Sebastián saltó del canapé donde se había acurrucado, y se puso en pie delante de Andrea.

—¿Es de mi padre, de quién decís eso? —exclamó—. ¿Es de mi padre, del doctor Gilberto, de aquel que me ha educado, de aquel a quien todo lo debo y él único que yo conozco?

Y el muchacho hizo un movimiento para precipitarse hacia la puerta.

Andrea le detuvo.

—¡Escucha —dijo—, tú no puedes saber, tú no puedes comprender, tú no puedes juzgar!

—¡No!, ¡pero puedo sentir, y siento que no os amo ya!

Andrea profirió un grito de dolor.

Pero en el mismo instante, cierto ruido que oyó fuera, distrajo la emoción que sentía, aunque muy profunda.

Era el rumor producido por la puerta de la calle que se abría, y por un coche que se detenía delante del pórtico.

Andrea se estremeció de tal modo al oír este ruido, que al niño le sucedió lo mismo.

—¡Espera! —le dijo—, ¡espera y cállate!

El niño, subyugado, obedeció.

Se oyó abrir la puerta de la antecámara, y pasos que se acercaban a la del salón.

Andrea se irguió inmóvil, muda, con los ojos fijos en la puerta, pálida y fría.

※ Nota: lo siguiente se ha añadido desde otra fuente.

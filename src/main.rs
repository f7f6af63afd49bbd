// Copyright (c) 2024 Mudit Bhargava
//
// Permission is hereby granted, free of charge, to any person obtaining a copy
// of this software and associated documentation files (the "Software"), to deal
// in the Software without restriction, including without limitation the rights
// to use, copy, modify, merge, publish, distribute, sublicense, and/or sell
// copies of the Software, and to permit persons to whom the Software is
// furnished to do so, subject to the following conditions:
//
// The above copyright notice and this permission notice shall be included in all
// copies or substantial portions of the Software.
//
// THE SOFTWARE IS PROVIDED "AS IS", WITHOUT WARRANTY OF ANY KIND, EXPRESS OR
// IMPLIED, INCLUDING BUT NOT LIMITED TO THE WARRANTIES OF MERCHANTABILITY,
// FITNESS FOR A PARTICULAR PURPOSE AND NONINFRINGEMENT. IN NO EVENT SHALL THE
// AUTHORS OR COPYRIGHT HOLDERS BE LIABLE FOR ANY CLAIM, DAMAGES OR OTHER
// LIABILITY, WHETHER IN AN ACTION OF CONTRACT, TORT OR OTHERWISE, ARISING FROM,
// OUT OF OR IN CONNECTION WITH THE SOFTWARE OR THE USE OR OTHER DEALINGS IN THE
// SOFTWARE.
//

// main.rs
//
// This file contains the main entry point for the simulator suite. It
// provides a command-line interface for the single-cycle CPU, the
// out-of-order pipeline simulator, and the TAGE branch predictor.

use std::error::Error;
use std::io::{self, Write};
use std::path::PathBuf;

use clap::{Parser, Subcommand};
use colored::Colorize;

use archsim_rust::ooo_simulator::config::ProcConfig;
use archsim_rust::ooo_simulator::simulator::{ProcSimulator, VecSource};
use archsim_rust::predictor::tage::{AgingPolicy, TageConfig, TagePredictor};
use archsim_rust::predictor::run_trace;
use archsim_rust::single_cycle::cpu::Cpu;
use archsim_rust::utils::trace;

#[derive(Parser)]
#[command(name = "archsim_rust")]
#[command(about = "Computer architecture coursework simulators written in Rust")]
#[command(version)]
struct Cli {
    /// Log level (error, warn, info, debug, trace)
    #[arg(long, default_value = "info", global = true)]
    log_level: String,

    #[command(subcommand)]
    command: Commands,
}

#[derive(Subcommand)]
enum Commands {
    /// Run the single-cycle CPU on a hex-per-byte program file
    SingleCycle {
        /// Program file: one hex byte per line, four lines per instruction
        #[arg(short, long)]
        input: PathBuf,
    },
    /// Run the out-of-order pipeline simulator on an instruction trace
    Proc {
        /// Instruction trace file
        #[arg(short, long)]
        trace: PathBuf,

        /// Number of result buses
        #[arg(short = 'r', long, default_value_t = 2)]
        result_buses: usize,

        /// Number of K0 functional units
        #[arg(long, default_value_t = 1)]
        k0: usize,

        /// Number of K1 functional units
        #[arg(long, default_value_t = 1)]
        k1: usize,

        /// Number of K2 functional units
        #[arg(long, default_value_t = 1)]
        k2: usize,

        /// Instructions fetched per cycle
        #[arg(short = 'f', long, default_value_t = 4)]
        fetch_width: usize,

        /// Print the per-instruction timing table
        #[arg(long)]
        timing: bool,

        /// Print statistics as JSON
        #[arg(long)]
        json: bool,
    },
    /// Run the TAGE branch predictor on a resolved branch trace
    Predict {
        /// Branch trace file: `<pc-hex> <0|1> [c|u]` per line
        #[arg(short, long)]
        trace: PathBuf,

        /// Use the large 8-table / 320-bit history configuration
        #[arg(long)]
        large: bool,

        /// Age every table every 2^15 branches instead of one table every 2^17
        #[arg(long)]
        all_tables_aging: bool,

        /// Print statistics as JSON
        #[arg(long)]
        json: bool,
    },
}

fn main() {
    let cli = Cli::parse();

    env_logger::Builder::from_env(
        env_logger::Env::default().default_filter_or(cli.log_level.as_str()),
    )
    .init();

    let result = match cli.command {
        Commands::SingleCycle { input } => run_single_cycle(&input),
        Commands::Proc {
            trace,
            result_buses,
            k0,
            k1,
            k2,
            fetch_width,
            timing,
            json,
        } => run_proc(&trace, result_buses, k0, k1, k2, fetch_width, timing, json),
        Commands::Predict {
            trace,
            large,
            all_tables_aging,
            json,
        } => run_predict(&trace, large, all_tables_aging, json),
    };

    if let Err(error) = result {
        eprintln!("{} {}", "error:".red().bold(), error);
        std::process::exit(1);
    }
}

fn run_single_cycle(input: &PathBuf) -> Result<(), Box<dyn Error>> {
    let program = trace::load_hex_program(input)?;
    let mut cpu = Cpu::new(&program)?;
    cpu.run()?;

    let (a0, a1) = cpu.result();
    println!("({},{})", a0, a1);
    Ok(())
}

#[allow(clippy::too_many_arguments)]
fn run_proc(
    trace_path: &PathBuf,
    result_buses: usize,
    k0: usize,
    k1: usize,
    k2: usize,
    fetch_width: usize,
    timing: bool,
    json: bool,
) -> Result<(), Box<dyn Error>> {
    let config = ProcConfig::new()
        .with_result_buses(result_buses)
        .with_fu_counts(k0, k1, k2)
        .with_fetch_width(fetch_width);

    let instructions = trace::read_proc_trace(trace_path)?;
    let mut source = VecSource::new(instructions);
    let mut simulator = ProcSimulator::new(config)?;
    simulator.run(&mut source);

    if timing {
        let stdout = io::stdout();
        let mut handle = stdout.lock();
        simulator.write_timing(&mut handle)?;
        handle.flush()?;
    }

    let stats = simulator.stats();
    if json {
        println!("{}", serde_json::to_string_pretty(&stats)?);
    } else {
        println!("{}", "Pipeline simulation complete".green().bold());
        println!("{}", stats);
    }
    Ok(())
}

fn run_predict(
    trace_path: &PathBuf,
    large: bool,
    all_tables_aging: bool,
    json: bool,
) -> Result<(), Box<dyn Error>> {
    let mut config = if large {
        TageConfig::large()
    } else {
        TageConfig::new()
    };
    if all_tables_aging {
        config = config.with_aging(AgingPolicy::AllTables);
    }

    let records = trace::read_branch_trace(trace_path)?;
    let mut predictor = TagePredictor::new(config)?;
    let stats = run_trace(&mut predictor, &records);

    if json {
        println!("{}", serde_json::to_string_pretty(&stats)?);
    } else {
        println!("{}", "Prediction complete".green().bold());
        println!("{}", stats);
    }
    Ok(())
}
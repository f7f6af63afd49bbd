// mod.rs
pub mod history;
pub mod tage;

use std::fmt;

use serde::Serialize;

use self::tage::{BranchInfo, TagePredictor};

/// One resolved branch from a trace.
#[derive(Debug, Clone, Copy)]
pub struct BranchRecord {
    pub address: u32,
    pub taken: bool,
    pub conditional: bool,
}

/// Aggregate prediction results over a branch stream.
#[derive(Debug, Clone, Serialize)]
pub struct PredictorStats {
    pub branches: u64,
    pub conditional_branches: u64,
    pub mispredictions: u64,
    pub accuracy: f32,
}

impl fmt::Display for PredictorStats {
    fn fmt(&self, f: &mut fmt::Formatter) -> fmt::Result {
        writeln!(f, "Predictor Statistics:")?;
        writeln!(f, "  Branches: {}", self.branches)?;
        writeln!(f, "  Conditional Branches: {}", self.conditional_branches)?;
        writeln!(f, "  Mispredictions: {}", self.mispredictions)?;
        write!(f, "  Accuracy: {:.4}%", self.accuracy * 100.0)
    }
}

/// Drive the predictor over a resolved branch stream: predict, score
/// conditional branches, then train. This is the harness role; only
/// conditional branches count toward accuracy.
pub fn run_trace(predictor: &mut TagePredictor, records: &[BranchRecord]) -> PredictorStats {
    let mut conditional_branches = 0u64;
    let mut mispredictions = 0u64;

    for record in records {
        let info = if record.conditional {
            BranchInfo::conditional(record.address)
        } else {
            BranchInfo::unconditional(record.address)
        };

        let prediction = predictor.predict(&info);
        if record.conditional {
            conditional_branches += 1;
            if prediction.taken != record.taken {
                mispredictions += 1;
            }
        }
        predictor.update(&prediction, record.taken, 0);
    }

    let accuracy = if conditional_branches > 0 {
        (conditional_branches - mispredictions) as f32 / conditional_branches as f32
    } else {
        0.0
    };

    PredictorStats {
        branches: records.len() as u64,
        conditional_branches,
        mispredictions,
        accuracy,
    }
}
// tests/cli_tests.rs
use std::io::Write;

use assert_cmd::Command;
use predicates::prelude::*;
use tempfile::NamedTempFile;

fn write_temp(contents: &str) -> NamedTempFile {
    let mut file = NamedTempFile::new().expect("create temp file");
    file.write_all(contents.as_bytes()).expect("write temp file");
    file
}

#[test]
fn single_cycle_prints_a0_a1_pair() {
    // addi a0, x0, 5 ; addi a1, x0, 7 ; halt
    // 0x00500513 / 0x00700593, one hex byte per line, little endian
    let program = "13\n05\n50\n00\n93\n05\n70\n00\n00\n00\n00\n00\n";
    let file = write_temp(program);

    Command::cargo_bin("archsim_rust")
        .unwrap()
        .args(["single-cycle", "--input"])
        .arg(file.path())
        .assert()
        .success()
        .stdout(predicate::str::contains("(5,7)"));
}

#[test]
fn proc_prints_timing_table_and_stats() {
    let file = write_temp("ab120024 0 1 2 3\n");

    Command::cargo_bin("archsim_rust")
        .unwrap()
        .args(["proc", "--timing", "--trace"])
        .arg(file.path())
        .assert()
        .success()
        .stdout(predicate::str::contains("1\t1\t2\t3\t4\t5"))
        .stdout(predicate::str::contains("Cycles: 5"))
        .stdout(predicate::str::contains("Instructions Retired: 1"));
}

#[test]
fn proc_emits_json_stats() {
    let file = write_temp("ab120024 0 1 2 3\nab120028 1 2 1 -1\n");

    Command::cargo_bin("archsim_rust")
        .unwrap()
        .args(["proc", "--json", "--trace"])
        .arg(file.path())
        .assert()
        .success()
        .stdout(predicate::str::contains("\"retired_instruction\": 2"));
}

#[test]
fn proc_rejects_zero_result_buses() {
    let file = write_temp("ab120024 0 1 2 3\n");

    Command::cargo_bin("archsim_rust")
        .unwrap()
        .args(["proc", "--result-buses", "0", "--trace"])
        .arg(file.path())
        .assert()
        .failure()
        .stderr(predicate::str::contains("result bus"));
}

#[test]
fn proc_reports_malformed_trace_line() {
    let file = write_temp("ab120024 0 1 2\n");

    Command::cargo_bin("archsim_rust")
        .unwrap()
        .args(["proc", "--trace"])
        .arg(file.path())
        .assert()
        .failure()
        .stderr(predicate::str::contains("line 1"));
}

#[test]
fn predict_scores_an_all_taken_stream() {
    let trace = "40000000 1\n".repeat(10);
    let file = write_temp(&trace);

    Command::cargo_bin("archsim_rust")
        .unwrap()
        .args(["predict", "--trace"])
        .arg(file.path())
        .assert()
        .success()
        .stdout(predicate::str::contains("Conditional Branches: 10"))
        .stdout(predicate::str::contains("Mispredictions: 0"));
}

#[test]
fn predict_emits_json_with_large_config() {
    let trace = "40000000 1\n40000010 0\n40000020 1 u\n";
    let file = write_temp(trace);

    Command::cargo_bin("archsim_rust")
        .unwrap()
        .args(["predict", "--large", "--json", "--trace"])
        .arg(file.path())
        .assert()
        .success()
        .stdout(predicate::str::contains("\"conditional_branches\": 2"));
}
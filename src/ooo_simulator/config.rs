// Copyright (c) 2024 Mudit Bhargava
//
// Permission is hereby granted, free of charge, to any person obtaining a copy
// of this software and associated documentation files (the "Software"), to deal
// in the Software without restriction, including without limitation the rights
// to use, copy, modify, merge, publish, distribute, sublicense, and/or sell
// copies of the Software, and to permit persons to whom the Software is
// furnished to do so, subject to the following conditions:
//
// The above copyright notice and this permission notice shall be included in all
// copies or substantial portions of the Software.
//
// THE SOFTWARE IS PROVIDED "AS IS", WITHOUT WARRANTY OF ANY KIND, EXPRESS OR
// IMPLIED, INCLUDING BUT NOT LIMITED TO THE WARRANTIES OF MERCHANTABILITY,
// FITNESS FOR A PARTICULAR PURPOSE AND NONINFRINGEMENT. IN NO EVENT SHALL THE
// AUTHORS OR COPYRIGHT HOLDERS BE LIABLE FOR ANY CLAIM, DAMAGES OR OTHER
// LIABILITY, WHETHER IN AN ACTION OF CONTRACT, TORT OR OTHERWISE, ARISING FROM,
// OUT OF OR IN CONNECTION WITH THE SOFTWARE OR THE USE OR OTHER DEALINGS IN THE
// SOFTWARE.
//

// config.rs
//
// This file contains the configuration struct for the out-of-order pipeline
// simulator: result-bus count, functional-unit pool sizes, and fetch width.

use super::components::FuType;
use crate::errors::SimulatorError;

/// Configuration for the out-of-order pipeline simulator.
///
/// The reservation station is sized from the functional-unit pools:
/// `2 * (k0 + k1 + k2)` slots.
#[derive(Debug, Clone)]
pub struct ProcConfig {
    /// Number of result buses available for broadcast per cycle
    pub result_buses: usize,
    /// Number of functional units per opcode class
    pub num_k0_units: usize,
    pub num_k1_units: usize,
    pub num_k2_units: usize,
    /// Number of instructions fetched per cycle
    pub fetch_width: usize,
}

impl ProcConfig {
    pub fn new() -> Self {
        Self {
            result_buses: 2,
            num_k0_units: 1,
            num_k1_units: 1,
            num_k2_units: 1,
            fetch_width: 4,
        }
    }

    pub fn with_result_buses(mut self, num: usize) -> Self {
        self.result_buses = num;
        self
    }

    pub fn with_fu_counts(mut self, k0: usize, k1: usize, k2: usize) -> Self {
        self.num_k0_units = k0;
        self.num_k1_units = k1;
        self.num_k2_units = k2;
        self
    }

    pub fn with_fetch_width(mut self, width: usize) -> Self {
        self.fetch_width = width;
        self
    }

    pub fn fu_count(&self, fu_type: FuType) -> usize {
        match fu_type {
            FuType::K0 => self.num_k0_units,
            FuType::K1 => self.num_k1_units,
            FuType::K2 => self.num_k2_units,
        }
    }

    /// Reservation station capacity: twice the total functional-unit count.
    pub fn rs_capacity(&self) -> usize {
        2 * (self.num_k0_units + self.num_k1_units + self.num_k2_units)
    }

    pub fn validate(&self) -> Result<(), SimulatorError> {
        if self.result_buses == 0 {
            return Err(SimulatorError::InvalidConfiguration(
                "at least one result bus is required".to_string(),
            ));
        }
        if self.num_k0_units + self.num_k1_units + self.num_k2_units == 0 {
            return Err(SimulatorError::InvalidConfiguration(
                "at least one functional unit is required".to_string(),
            ));
        }
        if self.fetch_width == 0 {
            return Err(SimulatorError::InvalidConfiguration(
                "fetch width must be positive".to_string(),
            ));
        }
        Ok(())
    }
}

impl Default for ProcConfig {
    fn default() -> Self {
        Self::new()
    }
}
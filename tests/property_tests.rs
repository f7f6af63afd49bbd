// tests/property_tests.rs
use proptest::prelude::*;
use quickcheck::TestResult;

use archsim_rust::ooo_simulator::components::ProcInstruction;
use archsim_rust::ooo_simulator::config::ProcConfig;
use archsim_rust::ooo_simulator::simulator::{ProcSimulator, VecSource};
use archsim_rust::predictor::history::{GlobalHistory, MAX_HIST_BITS};
use archsim_rust::predictor::tage::{TageConfig, TagePredictor, CTR_MAX, CTR_MIN, U_MAX};
use archsim_rust::predictor::{run_trace, BranchRecord};
use archsim_rust::utils::trace::{random_branch_trace, random_proc_trace};

// Property-based tests using proptest

fn arb_instruction() -> impl Strategy<Value = ProcInstruction> {
    (-1i32..3, -1i32..16, -1i32..16, -1i32..16)
        .prop_map(|(op, dest, src0, src1)| ProcInstruction::new(0x2000, op, dest, src0, src1))
}

proptest! {
    #[test]
    fn test_pipeline_stage_ordering(
        instructions in proptest::collection::vec(arb_instruction(), 0..60)
    ) {
        let count = instructions.len() as u64;
        let config = ProcConfig::new()
            .with_result_buses(2)
            .with_fu_counts(1, 1, 1)
            .with_fetch_width(2);
        let mut simulator = ProcSimulator::new(config).unwrap();
        let mut source = VecSource::new(instructions);
        simulator.run(&mut source);

        prop_assert_eq!(simulator.stats().retired_instruction, count);

        // Strictly increasing tags, one cycle per stage minimum
        for tag in 1..=count {
            let record = simulator.record(tag).unwrap();
            prop_assert_eq!(record.inst.tag, tag);
            prop_assert!(record.fetch_cycle >= 1);
            prop_assert!(record.disp_cycle > record.fetch_cycle);
            prop_assert!(record.sched_cycle > record.disp_cycle);
            prop_assert!(record.exec_cycle > record.sched_cycle);
            prop_assert!(record.state_cycle > record.exec_cycle);
        }
    }

    #[test]
    fn test_history_round_trips_outcomes(
        outcomes in proptest::collection::vec(any::<bool>(), 1..200)
    ) {
        let mut history = GlobalHistory::new();
        for &taken in &outcomes {
            history.shift_in(taken);
        }

        // bit(0) is the newest outcome, bit(k) the outcome k branches back
        for (age, &taken) in outcomes.iter().rev().enumerate() {
            prop_assert_eq!(history.bit(age), taken);
        }
    }

    #[test]
    fn test_history_compression_deterministic_and_length_clamped(
        outcomes in proptest::collection::vec(any::<bool>(), 0..400),
        len in 0usize..400
    ) {
        let mut history = GlobalHistory::new();
        for &taken in &outcomes {
            history.shift_in(taken);
        }

        prop_assert_eq!(history.compress(len), history.compress(len));
        prop_assert_eq!(history.compress(400), history.compress(MAX_HIST_BITS));
    }

    #[test]
    fn test_tage_counters_bounded_by_arbitrary_outcomes(
        outcomes in proptest::collection::vec(any::<bool>(), 1..500)
    ) {
        let mut predictor = TagePredictor::new(TageConfig::new()).unwrap();
        let records: Vec<BranchRecord> = outcomes
            .iter()
            .enumerate()
            .map(|(i, &taken)| BranchRecord {
                address: 0x7000 + 16 * ((i % 8) as u32),
                taken,
                conditional: true,
            })
            .collect();
        run_trace(&mut predictor, &records);

        for counter in &predictor.base {
            prop_assert!(*counter <= 3);
        }
        for table in &predictor.tables {
            for entry in table {
                prop_assert!(entry.ctr >= CTR_MIN && entry.ctr <= CTR_MAX);
                prop_assert!(entry.u <= U_MAX);
            }
        }
        prop_assert!(predictor.use_alt_on_na <= 15);
    }
}

// QuickCheck-based tests

fn qc_pipeline_deterministic(seed: u64) -> bool {
    let trace = random_proc_trace(seed, 80);

    let mut tables = Vec::new();
    for _ in 0..2 {
        let config = ProcConfig::new()
            .with_result_buses(1)
            .with_fu_counts(2, 1, 1)
            .with_fetch_width(3);
        let mut simulator = ProcSimulator::new(config).unwrap();
        let mut source = VecSource::new(trace.clone());
        simulator.run(&mut source);

        let mut buffer = Vec::new();
        simulator.write_timing(&mut buffer).unwrap();
        tables.push(buffer);
    }

    tables[0] == tables[1]
}

fn qc_fetch_respects_width(width: usize) -> TestResult {
    if width == 0 || width > 16 {
        return TestResult::discard();
    }

    let config = ProcConfig::new().with_fetch_width(width);
    let mut simulator = ProcSimulator::new(config).unwrap();
    let mut source = VecSource::new(random_proc_trace(3, 64));
    simulator.run(&mut source);

    // No fetch cycle may carry more instructions than the fetch width
    let mut per_cycle = std::collections::HashMap::new();
    for tag in 1..=64u64 {
        let fetch = simulator.record(tag).unwrap().fetch_cycle;
        *per_cycle.entry(fetch).or_insert(0usize) += 1;
    }
    TestResult::from_bool(per_cycle.values().all(|&count| count <= width))
}

fn qc_predictor_accuracy_is_a_ratio(seed: u64) -> bool {
    let mut predictor = TagePredictor::new(TageConfig::new()).unwrap();
    let records = random_branch_trace(seed, 500);
    let stats = run_trace(&mut predictor, &records);
    (0.0..=1.0).contains(&stats.accuracy) && stats.mispredictions <= stats.conditional_branches
}

#[cfg(test)]
mod tests {
    use super::*;

    #[test]
    fn run_quickcheck_tests() {
        quickcheck::QuickCheck::new()
            .tests(10)
            .quickcheck(qc_pipeline_deterministic as fn(u64) -> bool);

        quickcheck::QuickCheck::new()
            .tests(10)
            .quickcheck(qc_fetch_respects_width as fn(usize) -> TestResult);

        quickcheck::QuickCheck::new()
            .tests(5)
            .quickcheck(qc_predictor_accuracy_is_a_ratio as fn(u64) -> bool);
    }
}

—¿A quién anunciaré a la señora Condesa? —preguntó el viejo conserje.

—Anunciad al conde de Charny, y preguntad a la Condesa si me dispensará el honor de recibirme.

—¡Oh! —exclamó Andrea—. ¡En esta habitación el niño! ¡Es preciso que no te vea, Sebastián —añadió—, y ni siquiera debe saber que existes!

Y empujó al muchacho, asustado, hacia la habitación contigua, cuya puerta cerró, diciendo al niño:

—Permanece aquí, y cuando se haya marchado, te referiré… ¡No, no, nada de esto! Te abrazaré y comprenderás que soy verdaderamente tu madre.

Sebastian no contestó más que por un gemido.

En aquel momento la puerta de la antecámara se abrió, y con su gorra en la mano, el anciano conserje desempeñó su cometido.

Detrás de él, en la penumbra, los ojos penetrantes de Andrea reconocieron una forma humana.

—Introducid al señor conde de Charny —dijo, con la voz más firme que pudo producir.

El viejo conserje retrocedió, y el Conde, sombrero en mano, se presentó a su vez en el umbral.